Exercise directions → Please find all lines in the data that hold the string "axum" and copy them.

Stored items
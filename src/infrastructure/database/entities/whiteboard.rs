use sea_orm::entity::prelude::*;
use serde::{Deserialize, Serialize};

#[derive(Clone, Debug, PartialEq, Eq, DeriveEntityModel, Serialize, Deserialize)]
#[sea_orm(table_name = "whiteboards")]
pub struct Model {
    #[sea_orm(primary_key, auto_increment = false)]
    pub id: String,
    pub course_id: String,
    pub title: String,
    pub created_by: String,
    pub is_locked: bool,
    /// Highest action seq issued; survives `clear`
    pub last_seq: i64,
    pub created_at: DateTimeUtc,
    pub updated_at: DateTimeUtc,
}

#[derive(Copy, Clone, Debug, EnumIter, DeriveRelation)]
pub enum Relation {
    #[sea_orm(
        belongs_to = "super::course::Entity",
        from = "Column::CourseId",
        to = "super::course::Column::Id",
        on_delete = "Cascade"
    )]
    Course,
}

impl Related<super::course::Entity> for Entity {
    fn to() -> RelationDef {
        Relation::Course.def()
    }
}

impl ActiveModelBehavior for ActiveModel {}
//! Course discussion forum

use axum::extract::{Path, State};
use axum::Extension;

use super::dto::{CreatePostRequest, PinRequest, ReplyRequest};
use crate::application::services::forum::PostWithReplies;
use crate::application::AppServices;
use crate::infrastructure::database::entities::{forum_post, forum_reply};
use crate::interfaces::http::common::{created, ok, ApiResult, CreatedResult, EmptyData, ValidatedJson};
use crate::interfaces::http::middleware::AuthenticatedUser;

#[utoipa::path(
    get,
    path = "/api/v1/courses/{id}/forum",
    tag = "Forum",
    security(("bearer_auth" = [])),
    params(("id" = String, Path, description = "Course ID")),
    responses((status = 200, description = "Posts, pinned first then newest"))
)]
pub async fn list_posts(
    State(app): State<AppServices>,
    Path(id): Path<String>,
) -> ApiResult<Vec<forum_post::Model>> {
    ok(app.forum.list_posts(&id).await?)
}

#[utoipa::path(
    post,
    path = "/api/v1/courses/{id}/forum",
    tag = "Forum",
    security(("bearer_auth" = [])),
    params(("id" = String, Path, description = "Course ID")),
    request_body = CreatePostRequest,
    responses(
        (status = 201, description = "Post created"),
        (status = 403, description = "Not a course participant")
    )
)]
pub async fn create_post(
    State(app): State<AppServices>,
    Extension(user): Extension<AuthenticatedUser>,
    Path(id): Path<String>,
    ValidatedJson(req): ValidatedJson<CreatePostRequest>,
) -> CreatedResult<forum_post::Model> {
    created(app.forum.create_post(&user.actor(), &id, &req.title, &req.body).await?)
}

#[utoipa::path(
    get,
    path = "/api/v1/forum/posts/{post_id}",
    tag = "Forum",
    security(("bearer_auth" = [])),
    params(("post_id" = String, Path, description = "Post ID")),
    responses((status = 200, description = "Post with its replies"))
)]
pub async fn get_post(State(app): State<AppServices>, Path(post_id): Path<String>) -> ApiResult<PostWithReplies> {
    ok(app.forum.get_post(&post_id).await?)
}

#[utoipa::path(
    delete,
    path = "/api/v1/forum/posts/{post_id}",
    tag = "Forum",
    security(("bearer_auth" = [])),
    params(("post_id" = String, Path, description = "Post ID")),
    responses((status = 200, description = "Post and its replies deleted"))
)]
pub async fn delete_post(
    State(app): State<AppServices>,
    Extension(user): Extension<AuthenticatedUser>,
    Path(post_id): Path<String>,
) -> ApiResult<EmptyData> {
    app.forum.delete_post(&user.actor(), &post_id).await?;
    ok(EmptyData {})
}

#[utoipa::path(
    post,
    path = "/api/v1/forum/posts/{post_id}/replies",
    tag = "Forum",
    security(("bearer_auth" = [])),
    params(("post_id" = String, Path, description = "Post ID")),
    request_body = ReplyRequest,
    responses((status = 201, description = "Reply added"))
)]
pub async fn reply(
    State(app): State<AppServices>,
    Extension(user): Extension<AuthenticatedUser>,
    Path(post_id): Path<String>,
    ValidatedJson(req): ValidatedJson<ReplyRequest>,
) -> CreatedResult<forum_reply::Model> {
    created(app.forum.reply(&user.actor(), &post_id, &req.body).await?)
}

#[utoipa::path(
    post,
    path = "/api/v1/forum/posts/{post_id}/upvote",
    tag = "Forum",
    security(("bearer_auth" = [])),
    params(("post_id" = String, Path, description = "Post ID")),
    responses((status = 200, description = "Post with the new vote count"))
)]
pub async fn upvote_post(
    State(app): State<AppServices>,
    Path(post_id): Path<String>,
) -> ApiResult<forum_post::Model> {
    ok(app.forum.upvote_post(&post_id).await?)
}

#[utoipa::path(
    post,
    path = "/api/v1/forum/replies/{reply_id}/upvote",
    tag = "Forum",
    security(("bearer_auth" = [])),
    params(("reply_id" = String, Path, description = "Reply ID")),
    responses((status = 200, description = "Reply with the new vote count"))
)]
pub async fn upvote_reply(
    State(app): State<AppServices>,
    Path(reply_id): Path<String>,
) -> ApiResult<forum_reply::Model> {
    ok(app.forum.upvote_reply(&reply_id).await?)
}

#[utoipa::path(
    delete,
    path = "/api/v1/forum/replies/{reply_id}",
    tag = "Forum",
    security(("bearer_auth" = [])),
    params(("reply_id" = String, Path, description = "Reply ID")),
    responses((status = 200, description = "Reply deleted"))
)]
pub async fn delete_reply(
    State(app): State<AppServices>,
    Extension(user): Extension<AuthenticatedUser>,
    Path(reply_id): Path<String>,
) -> ApiResult<EmptyData> {
    app.forum.delete_reply(&user.actor(), &reply_id).await?;
    ok(EmptyData {})
}

#[utoipa::path(
    post,
    path = "/api/v1/forum/posts/{post_id}/best-answer/{reply_id}",
    tag = "Forum",
    security(("bearer_auth" = [])),
    params(
        ("post_id" = String, Path, description = "Post ID"),
        ("reply_id" = String, Path, description = "Reply ID")
    ),
    responses(
        (status = 200, description = "Reply marked; any previous best answer is unmarked"),
        (status = 403, description = "Only the post author or course teacher")
    )
)]
pub async fn mark_best_answer(
    State(app): State<AppServices>,
    Extension(user): Extension<AuthenticatedUser>,
    Path((post_id, reply_id)): Path<(String, String)>,
) -> ApiResult<PostWithReplies> {
    ok(app.forum.mark_best_answer(&user.actor(), &post_id, &reply_id).await?)
}

#[utoipa::path(
    put,
    path = "/api/v1/forum/posts/{post_id}/pin",
    tag = "Forum",
    security(("bearer_auth" = [])),
    params(("post_id" = String, Path, description = "Post ID")),
    request_body = PinRequest,
    responses((status = 200, description = "Pin state changed"))
)]
pub async fn set_pinned(
    State(app): State<AppServices>,
    Extension(user): Extension<AuthenticatedUser>,
    Path(post_id): Path<String>,
    ValidatedJson(req): ValidatedJson<PinRequest>,
) -> ApiResult<forum_post::Model> {
    ok(app.forum.set_pinned(&user.actor(), &post_id, req.pinned).await?)
}
//! Bundle pricing

use serde::Serialize;

use crate::shared::errors::{DomainError, DomainResult};

pub const MIN_BUNDLE_COURSES: usize = 2;

#[derive(Debug, Clone, Copy, PartialEq, Eq, Serialize)]
pub struct BundlePricing {
    pub original_cents: i64,
    pub price_cents: i64,
    pub savings_cents: i64,
}

impl BundlePricing {
    pub fn compute(course_prices: &[i64], discount_percent: i32) -> Self {
        let original: i64 = course_prices.iter().copied().map(|p| p.max(0)).sum();
        let pct = discount_percent.clamp(0, 100) as i64;
        let savings = original * pct / 100;
        Self {
            original_cents: original,
            price_cents: original - savings,
            savings_cents: savings,
        }
    }
}

pub fn validate_discount(discount_percent: i32) -> DomainResult<()> {
    if (0..=90).contains(&discount_percent) {
        Ok(())
    } else {
        Err(DomainError::validation(
            "Bundle discount must be between 0 and 90 percent",
        ))
    }
}

#[cfg(test)]
mod tests {
    use super::*;

    #[test]
    fn pricing_sums_and_discounts() {
        let p = BundlePricing::compute(&[4_000, 6_000], 20);
        assert_eq!(p.original_cents, 10_000);
        assert_eq!(p.savings_cents, 2_000);
        assert_eq!(p.price_cents, 8_000);
    }

    #[test]
    fn free_courses_count_as_zero() {
        let p = BundlePricing::compute(&[0, 3_000], 10);
        assert_eq!(p.price_cents, 2_700);
    }

    #[test]
    fn discount_bounds() {
        assert!(validate_discount(95).is_err());
        assert!(validate_discount(-1).is_err());
        assert!(validate_discount(30).is_ok());
    }
}
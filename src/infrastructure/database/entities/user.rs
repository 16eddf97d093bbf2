//! User entity

use sea_orm::entity::prelude::*;
use serde::{Deserialize, Serialize};

pub use crate::domain::user::UserRole;

#[derive(Clone, Debug, PartialEq, Eq, DeriveEntityModel, Serialize, Deserialize)]
#[sea_orm(table_name = "users")]
pub struct Model {
    #[sea_orm(primary_key, auto_increment = false)]
    pub id: String,
    #[sea_orm(unique)]
    pub email: String,
    #[sea_orm(unique)]
    pub username: String,
    pub password_hash: String,
    pub role: UserRole,
    pub is_active: bool,
    pub created_at: DateTimeUtc,
    pub updated_at: DateTimeUtc,
    pub last_login_at: Option<DateTimeUtc>,
}

#[derive(Copy, Clone, Debug, EnumIter, DeriveRelation)]
pub enum Relation {}

impl ActiveModelBehavior for ActiveModel {}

Expected answer →
use axum::extract::{Path, State};
use axum::Extension;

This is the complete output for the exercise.